• What is expected:
Bring together every line in the data that includes "crates".

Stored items
==============================

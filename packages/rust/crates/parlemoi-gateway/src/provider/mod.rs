//! Provider namespace: the external AI API behind the three proxy endpoints.
//!
//! `Provider` is the seam handlers call through; `OpenAiProvider` is the production
//! implementation over an OpenAI-compatible HTTP API.

mod error;
mod message;
mod openai;

use std::path::Path;

use async_trait::async_trait;

pub use error::ProviderError;
pub use message::ChatMessage;
pub use openai::OpenAiProvider;

use crate::language::TranscriptionLanguage;

/// Sampling parameters for one chat completion.
#[derive(Debug, Clone, Copy, PartialEq)]
pub struct SamplingParams {
    pub temperature: f32,
    pub top_p: f32,
    pub max_tokens: u32,
}

/// Uploaded audio stored on disk for the duration of one request.
#[derive(Debug, Clone, Copy)]
pub struct TranscriptionRequest<'a> {
    /// Temp file holding the upload bytes.
    pub audio_path: &'a Path,
    /// Client-side file name; providers use its extension to sniff the format.
    pub file_name: &'a str,
    pub mime_type: Option<&'a str>,
    pub language: TranscriptionLanguage,
}

/// Text-to-speech request with voice already selected.
#[derive(Debug, Clone, PartialEq)]
pub struct SpeechRequest {
    pub input: String,
    pub voice: String,
    pub speed: f32,
}

/// External chat / transcription / synthesis provider.
#[async_trait]
pub trait Provider: Send + Sync {
    /// Single reply text for an ordered message sequence (system first).
    async fn complete(
        &self,
        messages: Vec<ChatMessage>,
        sampling: SamplingParams,
    ) -> Result<String, ProviderError>;

    /// Transcript of the stored audio file.
    async fn transcribe(&self, request: TranscriptionRequest<'_>) -> Result<String, ProviderError>;

    /// Encoded audio (MPEG) for the request text.
    async fn synthesize(&self, request: SpeechRequest) -> Result<Vec<u8>, ProviderError>;
}
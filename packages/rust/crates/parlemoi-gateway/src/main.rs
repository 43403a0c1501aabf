//! parlemoi CLI: serve the gateway or print the persona prompt.
//!
//! Settings: `packages/conf/settings.yaml` merged with `<config home>/parlemoi/settings.yaml`.
//!
//! Logging: set `RUST_LOG=parlemoi_gateway=info` (or `warn`, `debug`) to see gateway logs on stderr.

mod cli;
mod resolve;

use clap::Parser;
use tracing_subscriber::EnvFilter;

use parlemoi_gateway::{
    GatewayState, build_prompt, load_runtime_settings, run_http, set_config_home_override,
};

use crate::cli::{Cli, Command};
use crate::resolve::{ServeOverrides, resolve_gateway_config};

#[tokio::main]
async fn main() -> anyhow::Result<()> {
    let cli = Cli::parse();
    if let Some(conf_dir) = cli.conf.clone() {
        set_config_home_override(conf_dir);
    }

    // RUST_LOG overrides; --verbose on serve => debug (incl. tower_http); else info
    let filter = EnvFilter::try_from_default_env().unwrap_or_else(|_| {
        let verbose = matches!(&cli.command, Command::Serve { verbose: true, .. });
        EnvFilter::new(if verbose {
            "parlemoi_gateway=debug,tower_http=debug"
        } else {
            "parlemoi_gateway=info"
        })
    });
    let _ = tracing_subscriber::fmt()
        .with_env_filter(filter)
        .with_writer(std::io::stderr)
        .try_init();

    match cli.command {
        Command::Serve {
            bind,
            port,
            allowed_origins,
            upload_dir,
            verbose: _,
        } => {
            let runtime_settings = load_runtime_settings();
            let config = resolve_gateway_config(
                ServeOverrides {
                    bind,
                    port,
                    allowed_origins,
                    upload_dir,
                },
                &runtime_settings,
            );
            if config.resolve_api_key().is_none() {
                tracing::warn!(
                    event = "gateway.config.missing_api_key",
                    "OPENAI_API_KEY is not set; provider calls will fail with 500"
                );
            }
            tracing::info!(
                event = "gateway.config.resolved",
                bind = %config.bind,
                api_base_url = %config.api_base_url,
                chat_model = %config.chat_model,
                upload_dir = %config.upload_dir.display(),
                history_max_exchanges = config.history_max_exchanges,
                "gateway configuration resolved"
            );
            let state = GatewayState::from_config(&config);
            run_http(state, &config.bind).await
        }
        Command::Prompt { language } => {
            println!("{}", build_prompt(Some(&language)));
            Ok(())
        }
    }
}
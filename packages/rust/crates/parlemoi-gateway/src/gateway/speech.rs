//! POST /tts: text → synthesis provider → MPEG audio body.

use axum::{
    Json,
    extract::{State, rejection::JsonRejection},
    http::{HeaderValue, header},
    response::{IntoResponse, Response},
};
use serde::Deserialize;

use super::error::ApiError;
use super::state::GatewayState;
use crate::language::{resolve_language, select_voice};
use crate::provider::SpeechRequest;

/// Slightly slower than normal speech for a calmer tone.
pub const SPEECH_SPEED: f32 = 0.95;
pub const SPEECH_CONTENT_TYPE: &str = "audio/mpeg";

const SPEECH_FAILED_MESSAGE: &str = "Erreur lors de la synthèse vocale";

/// Request body for POST /tts.
#[derive(Debug, Default, Deserialize)]
pub struct SpeechRequestBody {
    #[serde(default)]
    pub text: Option<String>,
    /// Requested voice; ignored for the primary language.
    #[serde(default)]
    pub voice: Option<String>,
    #[serde(default)]
    pub language: Option<String>,
}

/// Validate request body and pick the effective voice; fails for missing or blank text.
pub fn validate_speech_request(body: SpeechRequestBody) -> Result<SpeechRequest, ApiError> {
    let input = body
        .text
        .filter(|t| !t.trim().is_empty())
        .ok_or_else(|| ApiError::validation("Texte requis"))?;
    let language = resolve_language(body.language.as_deref());
    Ok(SpeechRequest {
        input,
        voice: select_voice(&language, body.voice.as_deref()),
        speed: SPEECH_SPEED,
    })
}

pub(super) async fn handle_speech(
    State(state): State<GatewayState>,
    payload: Result<Json<SpeechRequestBody>, JsonRejection>,
) -> Result<Response, ApiError> {
    let Json(body) = payload.map_err(|e| ApiError::validation(e.body_text()))?;
    let request = validate_speech_request(body)?;
    let voice = request.voice.clone();
    let input_chars = request.input.chars().count();
    let audio = state
        .provider
        .synthesize(request)
        .await
        .map_err(|e| ApiError::provider(SPEECH_FAILED_MESSAGE, e))?;

    tracing::info!(
        event = "gateway.tts.completed",
        voice = %voice,
        input_chars,
        audio_bytes = audio.len(),
        "speech synthesized"
    );
    Ok((
        [
            (
                header::CONTENT_TYPE,
                HeaderValue::from_static(SPEECH_CONTENT_TYPE),
            ),
            (header::CONTENT_LENGTH, HeaderValue::from(audio.len())),
        ],
        audio,
    )
        .into_response())
}
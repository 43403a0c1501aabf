//! Runtime settings loader for the parlemoi gateway.
//!
//! Loads and merges:
//! - System defaults: `<PRJ_ROOT>/packages/conf/settings.yaml`
//! - User overrides:  `<PRJ_CONFIG_HOME>/parlemoi/settings.yaml`
//!
//! Merge precedence is user over system.

use std::path::{Path, PathBuf};
use std::sync::OnceLock;

use serde::Deserialize;

const DEFAULT_SYSTEM_SETTINGS_RELATIVE_PATH: &str = "packages/conf/settings.yaml";
const DEFAULT_USER_SETTINGS_RELATIVE_PATH: &str = "parlemoi/settings.yaml";
const DEFAULT_CONFIG_HOME_RELATIVE_PATH: &str = ".config";
static CONFIG_HOME_OVERRIDE: OnceLock<PathBuf> = OnceLock::new();

#[derive(Debug, Clone, Default, Deserialize)]
pub struct RuntimeSettings {
    #[serde(default)]
    pub server: ServerSettings,
    #[serde(default)]
    pub provider: ProviderSettings,
    #[serde(default)]
    pub session: SessionSettings,
}

#[derive(Debug, Clone, Default, Deserialize)]
pub struct ServerSettings {
    pub bind: Option<String>,
    pub port: Option<u16>,
    /// Comma-separated origins, same format as `ALLOWED_ORIGINS`.
    pub allowed_origins: Option<String>,
    pub upload_dir: Option<String>,
    pub max_upload_bytes: Option<usize>,
    pub max_json_bytes: Option<usize>,
    /// Requests per client IP per window; 0 disables rate limiting.
    pub rate_limit_max_requests: Option<u32>,
    pub rate_limit_window_secs: Option<u64>,
}

#[derive(Debug, Clone, Default, Deserialize)]
pub struct ProviderSettings {
    pub base_url: Option<String>,
    pub chat_model: Option<String>,
    pub transcription_model: Option<String>,
    pub speech_model: Option<String>,
    pub timeout_secs: Option<u64>,
}

#[derive(Debug, Clone, Default, Deserialize)]
pub struct SessionSettings {
    pub max_exchanges: Option<usize>,
}

impl RuntimeSettings {
    fn merge(self, overlay: Self) -> Self {
        Self {
            server: self.server.merge(overlay.server),
            provider: self.provider.merge(overlay.provider),
            session: self.session.merge(overlay.session),
        }
    }
}

impl ServerSettings {
    fn merge(self, overlay: Self) -> Self {
        Self {
            bind: overlay.bind.or(self.bind),
            port: overlay.port.or(self.port),
            allowed_origins: overlay.allowed_origins.or(self.allowed_origins),
            upload_dir: overlay.upload_dir.or(self.upload_dir),
            max_upload_bytes: overlay.max_upload_bytes.or(self.max_upload_bytes),
            max_json_bytes: overlay.max_json_bytes.or(self.max_json_bytes),
            rate_limit_max_requests: overlay
                .rate_limit_max_requests
                .or(self.rate_limit_max_requests),
            rate_limit_window_secs: overlay
                .rate_limit_window_secs
                .or(self.rate_limit_window_secs),
        }
    }
}

impl ProviderSettings {
    fn merge(self, overlay: Self) -> Self {
        Self {
            base_url: overlay.base_url.or(self.base_url),
            chat_model: overlay.chat_model.or(self.chat_model),
            transcription_model: overlay.transcription_model.or(self.transcription_model),
            speech_model: overlay.speech_model.or(self.speech_model),
            timeout_secs: overlay.timeout_secs.or(self.timeout_secs),
        }
    }
}

impl SessionSettings {
    fn merge(self, overlay: Self) -> Self {
        Self {
            max_exchanges: overlay.max_exchanges.or(self.max_exchanges),
        }
    }
}

/// Load merged runtime settings (user overrides system).
pub fn load_runtime_settings() -> RuntimeSettings {
    let (system_path, user_path) = runtime_settings_paths();
    load_runtime_settings_from_paths(&system_path, &user_path)
}

#[doc(hidden)]
pub fn runtime_settings_paths() -> (PathBuf, PathBuf) {
    let root = project_root();
    let system_path = root.join(DEFAULT_SYSTEM_SETTINGS_RELATIVE_PATH);
    let user_path = resolve_config_home(&root).join(DEFAULT_USER_SETTINGS_RELATIVE_PATH);
    (system_path, user_path)
}

#[doc(hidden)]
pub fn load_runtime_settings_from_paths(system: &Path, user: &Path) -> RuntimeSettings {
    load_one(system).merge(load_one(user))
}

fn load_one(path: &Path) -> RuntimeSettings {
    if !path.exists() {
        return RuntimeSettings::default();
    }
    let raw = match std::fs::read_to_string(path) {
        Ok(raw) => raw,
        Err(error) => {
            tracing::warn!(
                path = %path.display(),
                error = %error,
                "failed to read settings file; ignoring"
            );
            return RuntimeSettings::default();
        }
    };
    match serde_yaml::from_str::<RuntimeSettings>(&raw) {
        Ok(value) => value,
        Err(error) => {
            tracing::warn!(
                path = %path.display(),
                error = %error,
                "failed to parse settings yaml; ignoring file"
            );
            RuntimeSettings::default()
        }
    }
}

fn project_root() -> PathBuf {
    std::env::var("PRJ_ROOT")
        .ok()
        .map(|v| v.trim().to_string())
        .filter(|v| !v.is_empty())
        .map(PathBuf::from)
        .unwrap_or_else(|| std::env::current_dir().unwrap_or_else(|_| PathBuf::from(".")))
}

/// Set config-home override (used by CLI `--conf`).
///
/// The path can be absolute, or relative to `PRJ_ROOT`/cwd.
pub fn set_config_home_override(path: impl Into<PathBuf>) {
    let path = path.into();
    if path.as_os_str().is_empty() {
        return;
    }
    if CONFIG_HOME_OVERRIDE.set(path.clone()).is_err()
        && let Some(current) = CONFIG_HOME_OVERRIDE.get()
        && current != &path
    {
        tracing::warn!(
            current = %current.display(),
            ignored = %path.display(),
            "config home override already set; ignoring subsequent value"
        );
    }
}

fn resolve_config_home(project_root: &Path) -> PathBuf {
    if let Some(path) = CONFIG_HOME_OVERRIDE.get() {
        return absolutize(project_root, path.clone());
    }

    let configured = std::env::var("PRJ_CONFIG_HOME")
        .ok()
        .map(|v| v.trim().to_string())
        .filter(|v| !v.is_empty())
        .unwrap_or_else(|| DEFAULT_CONFIG_HOME_RELATIVE_PATH.to_string());
    absolutize(project_root, PathBuf::from(configured))
}

fn absolutize(project_root: &Path, path: PathBuf) -> PathBuf {
    if path.is_absolute() {
        path
    } else {
        project_root.join(path)
    }
}
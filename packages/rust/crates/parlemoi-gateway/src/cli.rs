use std::path::PathBuf;

use clap::{Parser, Subcommand};

#[derive(Parser)]
#[command(name = "parlemoi")]
#[command(about = "Parle-moi gateway: compassionate-listening chat, speech-to-text and text-to-speech API.")]
pub(crate) struct Cli {
    /// Override config directory (holds `parlemoi/settings.yaml`).
    #[arg(long, global = true)]
    pub(crate) conf: Option<PathBuf>,

    #[command(subcommand)]
    pub(crate) command: Command,
}

#[derive(Subcommand)]
pub(crate) enum Command {
    /// Run HTTP server. Default bind: 0.0.0.0:3000 (or 0.0.0.0:$PORT)
    Serve {
        /// Listen address (e.g. 127.0.0.1:3000); takes precedence over --port
        #[arg(long)]
        bind: Option<String>,

        /// Listen port on 0.0.0.0
        #[arg(long)]
        port: Option<u16>,

        /// Allowed CORS origins (comma-separated). Empty or `*` = any origin.
        #[arg(long)]
        allowed_origins: Option<String>,

        /// Directory for in-flight audio uploads (default: uploads)
        #[arg(long)]
        upload_dir: Option<PathBuf>,

        /// Debug logging for the gateway and HTTP tracing.
        #[arg(long, short = 'v', default_value_t = false)]
        verbose: bool,
    },
    /// Print the persona instruction for a language and exit.
    Prompt {
        /// Language tag (`fr` or `en`; anything else falls back to French)
        #[arg(long, default_value = "fr")]
        language: String,
    },
}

==============================

• Answer to the exercise:
filename packages/rust/crates/parlemoi-gateway/src/provider/mod.rs
filename packages/rust/crates/parlemoi-gateway/src/main.rs
filename packages/rust/crates/parlemoi-gateway/src/gateway/speech.rs
filename packages/rust/crates/parlemoi-gateway/src/cli.rs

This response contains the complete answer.